La désormais traditionnelle cérémonie commémorative de l’abolition de l’esclavage, le 27 mai, organisée au fort Delgrès (Basse-Terre) s’est déroulée dans une ambiance particulièrement solennelle.
Les principales personnalités de Guadeloupe ont répondu à l’invitation de Yaël Braun-Pivet, nouvelle ministre des Outre-Mer, pour rendre hommage aux héros des événements de 1802, et à tous ceux qui se sont battus contre l’esclavage et pour la liberté.
Ce vendredi 27 mai, parmi les personnalités présentes, on a vu, aux côtés du préfet de Guadeloupe, Alexandre Rochatte, Justine Bénin, Secrétaire d’état à la mer, les sénateurs Victorin Lurel et Dominique Théophile, les présidents des assemblées régionale et départementale Ary Chalus et Guy Losbar.
Deux ministres
André Atallah, maire de Basse-Terre, a accueilli les 150 personnes présentes pour assister à cette manifestation au fort Delgrés. Tous les intervenants ont ensuite souligné dans leur allocution l’importance de ce moment de mémoire, en particulier Dominique Taffin, directrice de la Fondation pour la mémoire de l’esclavage.
Guy Losbar a salué la dimension symbolique de la présence pour la première fois de deux ministres pour l’occasion. « La flamme de ceux qui se sont battus ici et ont donné leur vie pour la liberté, doit continuer à éclairer notre chemin », a déclaré la ministre des Outre-mer, Yaël Braun-Pivet.
Une cérémonie, ponctuée de plusieurs intermèdes artistiques assurés par le chanteur François Ladrezeau et la comédienne Lucile Kancel qui a lu un témoignage particulièrement émouvant d’une esclave de l’île d’Anguilla au XVIIIe siècle.
Plusieurs gerbes de fleurs ont symboliquement été déposées au pied de la plaque commémorative du sacrifice de Louis Delgrès, le 28 mai 1802.
Ils ont dit
Guy Losbar : « La Guadeloupe affirme la nécessité de continuer le combat pour nous libérer des chaînes de l’esprit ! »

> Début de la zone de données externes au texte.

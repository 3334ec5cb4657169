// Licensed to the Apache Software Foundation (ASF) under one
// or more contributor license agreements.  See the NOTICE file
// distributed with this work for additional information
// regarding copyright ownership.  The ASF licenses this file
// to you under the Apache License, Version 2.0 (the
// "License"); you may not use this file except in compliance
// with the License.  You may obtain a copy of the License at
//
//   http://www.apache.org/licenses/LICENSE-2.0
//
// Unless required by applicable law or agreed to in writing,
// software distributed under the License is distributed on an
// "AS IS" BASIS, WITHOUT WARRANTIES OR CONDITIONS OF ANY
// KIND, either express or implied.  See the License for the
// specific language governing permissions and limitations
// under the License.
//! End-to-end tests of the node-queue scheduler.

use std::sync::atomic::{AtomicBool, AtomicU64, AtomicUsize, Ordering};
use std::sync::{Arc, Mutex, MutexGuard};
use std::time::{Duration, Instant};

use novarise::scheduler::topology::Topology;
use novarise::{
    set_current_scheduler, NodeId, NodeQueueScheduler, SchedulePriority, SchedulerError, Task,
    CURRENT_NODE_ID,
};

// Task::schedule goes through the process-wide scheduler cell, so tests
// that install one must not overlap.
static SCHEDULER_LOCK: Mutex<()> = Mutex::new(());

struct SchedulerFixture {
    _guard: MutexGuard<'static, ()>,
    scheduler: Arc<NodeQueueScheduler>,
}

impl SchedulerFixture {
    fn start(nodes: usize, workers_per_node: usize) -> Self {
        let guard = SCHEDULER_LOCK.lock().unwrap_or_else(|e| e.into_inner());
        let scheduler = NodeQueueScheduler::new(Topology::fake(nodes, workers_per_node));
        scheduler.begin().expect("begin scheduler");
        set_current_scheduler(Some(Arc::clone(&scheduler)));
        Self {
            _guard: guard,
            scheduler,
        }
    }

    fn finished_task_sum(&self) -> u64 {
        self.scheduler
            .workers()
            .iter()
            .map(|worker| worker.num_finished_tasks())
            .sum()
    }
}

impl Drop for SchedulerFixture {
    fn drop(&mut self) {
        set_current_scheduler(None);
        self.scheduler.finish().expect("finish scheduler");
    }
}

#[test]
fn chain_of_tasks_runs_in_edge_order() {
    let fixture = SchedulerFixture::start(1, 4);
    const CHAIN_LEN: usize = 1000;

    let counter = Arc::new(AtomicUsize::new(0));
    let in_order = Arc::new(AtomicBool::new(true));
    let tasks: Vec<Arc<Task>> = (0..CHAIN_LEN)
        .map(|position| {
            let counter = Arc::clone(&counter);
            let in_order = Arc::clone(&in_order);
            Task::job(move || {
                let previous = counter.fetch_add(1, Ordering::AcqRel);
                if previous != position {
                    in_order.store(false, Ordering::Release);
                }
                Ok(())
            })
        })
        .collect();
    for window in tasks.windows(2) {
        window[0]
            .set_as_predecessor_of(&window[1])
            .expect("chain edge");
    }

    for task in &tasks {
        task.schedule(CURRENT_NODE_ID, SchedulePriority::Default)
            .expect("schedule chain task");
    }
    fixture
        .scheduler
        .wait_for_all_tasks()
        .expect("drain the chain");

    assert_eq!(counter.load(Ordering::Acquire), CHAIN_LEN);
    assert!(in_order.load(Ordering::Acquire), "a task ran before its predecessor");
    assert_eq!(fixture.finished_task_sum(), CHAIN_LEN as u64);
}

#[test]
fn diamond_joins_after_both_branches() {
    let fixture = SchedulerFixture::start(1, 2);

    let b_done = Arc::new(Mutex::new(None::<Instant>));
    let c_done = Arc::new(Mutex::new(None::<Instant>));
    let d_start = Arc::new(Mutex::new(None::<Instant>));

    let a = Task::job(|| Ok(()));
    let b = {
        let b_done = Arc::clone(&b_done);
        Task::job(move || {
            std::thread::sleep(Duration::from_millis(50));
            *b_done.lock().expect("b_done lock") = Some(Instant::now());
            Ok(())
        })
    };
    let c = {
        let c_done = Arc::clone(&c_done);
        Task::job(move || {
            std::thread::sleep(Duration::from_millis(100));
            *c_done.lock().expect("c_done lock") = Some(Instant::now());
            Ok(())
        })
    };
    let d = {
        let d_start = Arc::clone(&d_start);
        Task::job(move || {
            *d_start.lock().expect("d_start lock") = Some(Instant::now());
            Ok(())
        })
    };

    a.set_as_predecessor_of(&b).expect("a->b");
    a.set_as_predecessor_of(&c).expect("a->c");
    b.set_as_predecessor_of(&d).expect("b->d");
    c.set_as_predecessor_of(&d).expect("c->d");

    let started = Instant::now();
    for task in [&a, &b, &c, &d] {
        task.schedule(CURRENT_NODE_ID, SchedulePriority::Default)
            .expect("schedule diamond task");
    }
    d.wait().expect("wait for join task");
    let elapsed = started.elapsed();

    let b_done = b_done.lock().expect("b_done lock").expect("b ran");
    let c_done = c_done.lock().expect("c_done lock").expect("c ran");
    let d_start = d_start.lock().expect("d_start lock").expect("d ran");
    assert!(d_start >= b_done, "join started before the fast branch finished");
    assert!(d_start >= c_done, "join started before the slow branch finished");
    // With two workers the branches overlap: ~100ms, not 150ms.
    assert!(elapsed >= Duration::from_millis(100));
    assert!(
        elapsed < Duration::from_millis(150),
        "branches did not run in parallel: {elapsed:?}"
    );
}

#[test]
fn grouped_independent_tasks_all_finish_with_bounded_parallelism() {
    let fixture = SchedulerFixture::start(1, 4);
    const TASK_COUNT: usize = 10_000;

    let finished = Arc::new(AtomicUsize::new(0));
    let running = Arc::new(AtomicUsize::new(0));
    let max_running = Arc::new(AtomicUsize::new(0));
    let tasks: Vec<Arc<Task>> = (0..TASK_COUNT)
        .map(|_| {
            let finished = Arc::clone(&finished);
            let running = Arc::clone(&running);
            let max_running = Arc::clone(&max_running);
            Task::job(move || {
                let now = running.fetch_add(1, Ordering::AcqRel) + 1;
                max_running.fetch_max(now, Ordering::AcqRel);
                finished.fetch_add(1, Ordering::AcqRel);
                running.fetch_sub(1, Ordering::AcqRel);
                Ok(())
            })
        })
        .collect();

    fixture.scheduler.group_tasks(&tasks);
    fixture
        .scheduler
        .schedule_and_wait_for_tasks(&tasks)
        .expect("run grouped tasks");

    assert_eq!(finished.load(Ordering::Acquire), TASK_COUNT);
    // Grouping leaves at most num_groups runnable chains.
    let num_groups = 4 * std::thread::available_parallelism()
        .map(|n| n.get())
        .unwrap_or(1);
    assert!(
        max_running.load(Ordering::Acquire) <= num_groups,
        "more tasks ran concurrently than grouped chains exist"
    );
    assert_eq!(fixture.finished_task_sum(), TASK_COUNT as u64);
}

#[test]
fn finish_drains_in_flight_tasks_without_cancelling() {
    let counter = Arc::new(AtomicUsize::new(0));
    let tasks: Vec<Arc<Task>> = {
        let fixture = SchedulerFixture::start(2, 2);
        const TASK_COUNT: usize = 1000;
        let tasks: Vec<Arc<Task>> = (0..TASK_COUNT)
            .map(|position| {
                let counter = Arc::clone(&counter);
                Task::job(move || {
                    if position % 100 == 0 {
                        std::thread::sleep(Duration::from_millis(1));
                    }
                    counter.fetch_add(1, Ordering::AcqRel);
                    Ok(())
                })
            })
            .collect();
        for task in &tasks {
            task.schedule(CURRENT_NODE_ID, SchedulePriority::Default)
                .expect("schedule task");
        }
        // Fixture drop runs finish() with work still in flight.
        tasks
    };

    assert_eq!(counter.load(Ordering::Acquire), tasks.len());
    for task in &tasks {
        assert!(task.done(), "finish() cancelled a submitted task");
    }
}

#[test]
fn remote_task_is_stolen_and_executed_exactly_once() {
    let fixture = SchedulerFixture::start(3, 1);

    let executions = Arc::new(AtomicU64::new(0));
    // Busy task pins node 2's only worker so the victim must be stolen.
    let blocker = Task::job(|| {
        std::thread::sleep(Duration::from_millis(50));
        Ok(())
    });
    let victim = {
        let executions = Arc::clone(&executions);
        Task::job(move || {
            executions.fetch_add(1, Ordering::AcqRel);
            Ok(())
        })
    };

    blocker
        .schedule(NodeId::new(2), SchedulePriority::Default)
        .expect("schedule blocker");
    victim
        .schedule(NodeId::new(2), SchedulePriority::Default)
        .expect("schedule victim");

    victim.wait().expect("victim executes");
    blocker.wait().expect("blocker executes");
    fixture
        .scheduler
        .wait_for_all_tasks()
        .expect("drain");

    assert_eq!(executions.load(Ordering::Acquire), 1);
    for queue in fixture.scheduler.queues() {
        assert_eq!(queue.estimate_load(), 0);
        assert!(queue.empty());
    }
}

#[test]
fn wait_is_idempotent_across_many_waiters() {
    let _fixture = SchedulerFixture::start(1, 2);

    let task = Task::job(|| {
        std::thread::sleep(Duration::from_millis(20));
        Ok(())
    });
    task.schedule(CURRENT_NODE_ID, SchedulePriority::Default)
        .expect("schedule task");

    let waiters: Vec<_> = (0..4)
        .map(|_| {
            let task = Arc::clone(&task);
            std::thread::spawn(move || task.wait())
        })
        .collect();
    for waiter in waiters {
        waiter.join().expect("join waiter").expect("wait succeeds");
    }
    task.wait().expect("late wait also succeeds");
}

#[test]
fn double_schedule_is_rejected() {
    let _fixture = SchedulerFixture::start(1, 1);

    let task = Task::job(|| Ok(()));
    task.schedule(CURRENT_NODE_ID, SchedulePriority::Default)
        .expect("first schedule");
    let err = task
        .schedule(CURRENT_NODE_ID, SchedulePriority::Default)
        .unwrap_err();
    assert!(matches!(err, SchedulerError::InvalidState(_)));
    task.wait().expect("task still runs once");
}

#[test]
fn payload_failure_is_reraised_from_wait() {
    let _fixture = SchedulerFixture::start(1, 1);

    let task = Task::job(|| Err("tuple count mismatch".to_string()));
    task.schedule(CURRENT_NODE_ID, SchedulePriority::Default)
        .expect("schedule failing task");
    let err = task.wait().unwrap_err();
    assert!(
        matches!(err, SchedulerError::PayloadFailure(ref msg) if msg.contains("tuple count mismatch"))
    );
}

#[test]
fn panicking_payload_is_latched_not_fatal() {
    let _fixture = SchedulerFixture::start(1, 2);

    let task = Task::job(|| panic!("segment decode failed"));
    task.schedule(CURRENT_NODE_ID, SchedulePriority::Default)
        .expect("schedule panicking task");
    let err = task.wait().unwrap_err();
    assert!(matches!(err, SchedulerError::PayloadFailure(ref msg) if msg.contains("segment decode failed")));

    // The worker that caught the panic keeps executing.
    let follow_up = Task::job(|| Ok(()));
    follow_up
        .schedule(CURRENT_NODE_ID, SchedulePriority::Default)
        .expect("schedule follow-up");
    follow_up.wait().expect("worker survived the panic");
}

#[test]
fn scheduling_without_an_installed_scheduler_fails() {
    let _guard = SCHEDULER_LOCK.lock().unwrap_or_else(|e| e.into_inner());
    let task = Task::job(|| Ok(()));
    let err = task
        .schedule(CURRENT_NODE_ID, SchedulePriority::Default)
        .unwrap_err();
    assert!(matches!(err, SchedulerError::InvalidState(_)));
}

#[test]
fn high_priority_tasks_overtake_default_ones() {
    let fixture = SchedulerFixture::start(1, 1);

    // One worker: stall it, then queue default tasks before a high one.
    let order = Arc::new(Mutex::new(Vec::new()));
    let blocker = Task::job(|| {
        std::thread::sleep(Duration::from_millis(30));
        Ok(())
    });
    blocker
        .schedule(NodeId::new(0), SchedulePriority::Default)
        .expect("schedule blocker");

    let mut tasks = Vec::new();
    for label in ["default-1", "default-2"] {
        let order = Arc::clone(&order);
        let task = Task::job(move || {
            order.lock().expect("order lock").push(label);
            Ok(())
        });
        task.schedule(NodeId::new(0), SchedulePriority::Default)
            .expect("schedule default task");
        tasks.push(task);
    }
    let high = {
        let order = Arc::clone(&order);
        Task::job(move || {
            order.lock().expect("order lock").push("high");
            Ok(())
        })
    };
    high.schedule(NodeId::new(0), SchedulePriority::High)
        .expect("schedule high task");

    fixture.scheduler.wait_for_all_tasks().expect("drain");
    let order = order.lock().expect("order lock");
    assert_eq!(order.first(), Some(&"high"));
}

« En créole, nous disons « Yo té pou nou sé » : c’est parce qu’ils ont été, que nous sommes aujourd’hui ! Cela signifie que nous rendons hommage aux victimes d’un commerce homicide qui saigna l’Afrique de ses forces vives, jusqu’à nos côtes.
« Yo Té Pou Nou Sé »
Cela signifie que nous reconnaissons la portée du combat de nos ancêtres pour la liberté en 1802, et que nous nous plaçons dans leur lignée !
« Yo Té Pou Nou Sé »
Cela signifie que nous célébrons l’engagement de celles et de ceux qui ont contribué à la libération des esclaves, en 1848.
Mais, nous le mesurons toutes et tous, cette barbarie de l’esclavage demeure une plaie encore douloureuse dans notre mémoire collective.

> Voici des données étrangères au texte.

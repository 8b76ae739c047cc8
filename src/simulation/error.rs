//! Error kinds surfaced by the simulation and its registry

use thiserror::Error;

use super::registry::SimulationHandle;

#[derive(Debug, Error, PartialEq, Eq)]
pub enum SimError {
    #[error("invalid configuration: {0}")]
    InvalidConfiguration(String),

    #[error("simulation {0} not found")]
    UnknownSimulation(SimulationHandle),

    #[error("color not allowed: {0} (allowed: 1..=4)")]
    InvalidColor(u8),
}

Et, il faut le reconnaître, un pan de l’Histoire de France dont nous attendons qu’il soit encore plus clairement assumé. »
(…)
« C’est pourquoi, 220 années plus tard, la flamme du serment de fraternité des rebelles noirs, blancs, et mulâtres de 1802, doit continuer d’éclairer notre chemin collectif !
C’est pourquoi nous devons mesurer combien l’Histoire de la Guadeloupe est devenue celle d’un extraordinaire métissage des cultures et des hommes !
Afrique, Inde, Orient, Europe, Caraïbe…
Tous les peuples du monde ont accosté un jour ici et y sont restés…et la belle harmonie de notre rassemblement en ces lieux en témoigne ce matin.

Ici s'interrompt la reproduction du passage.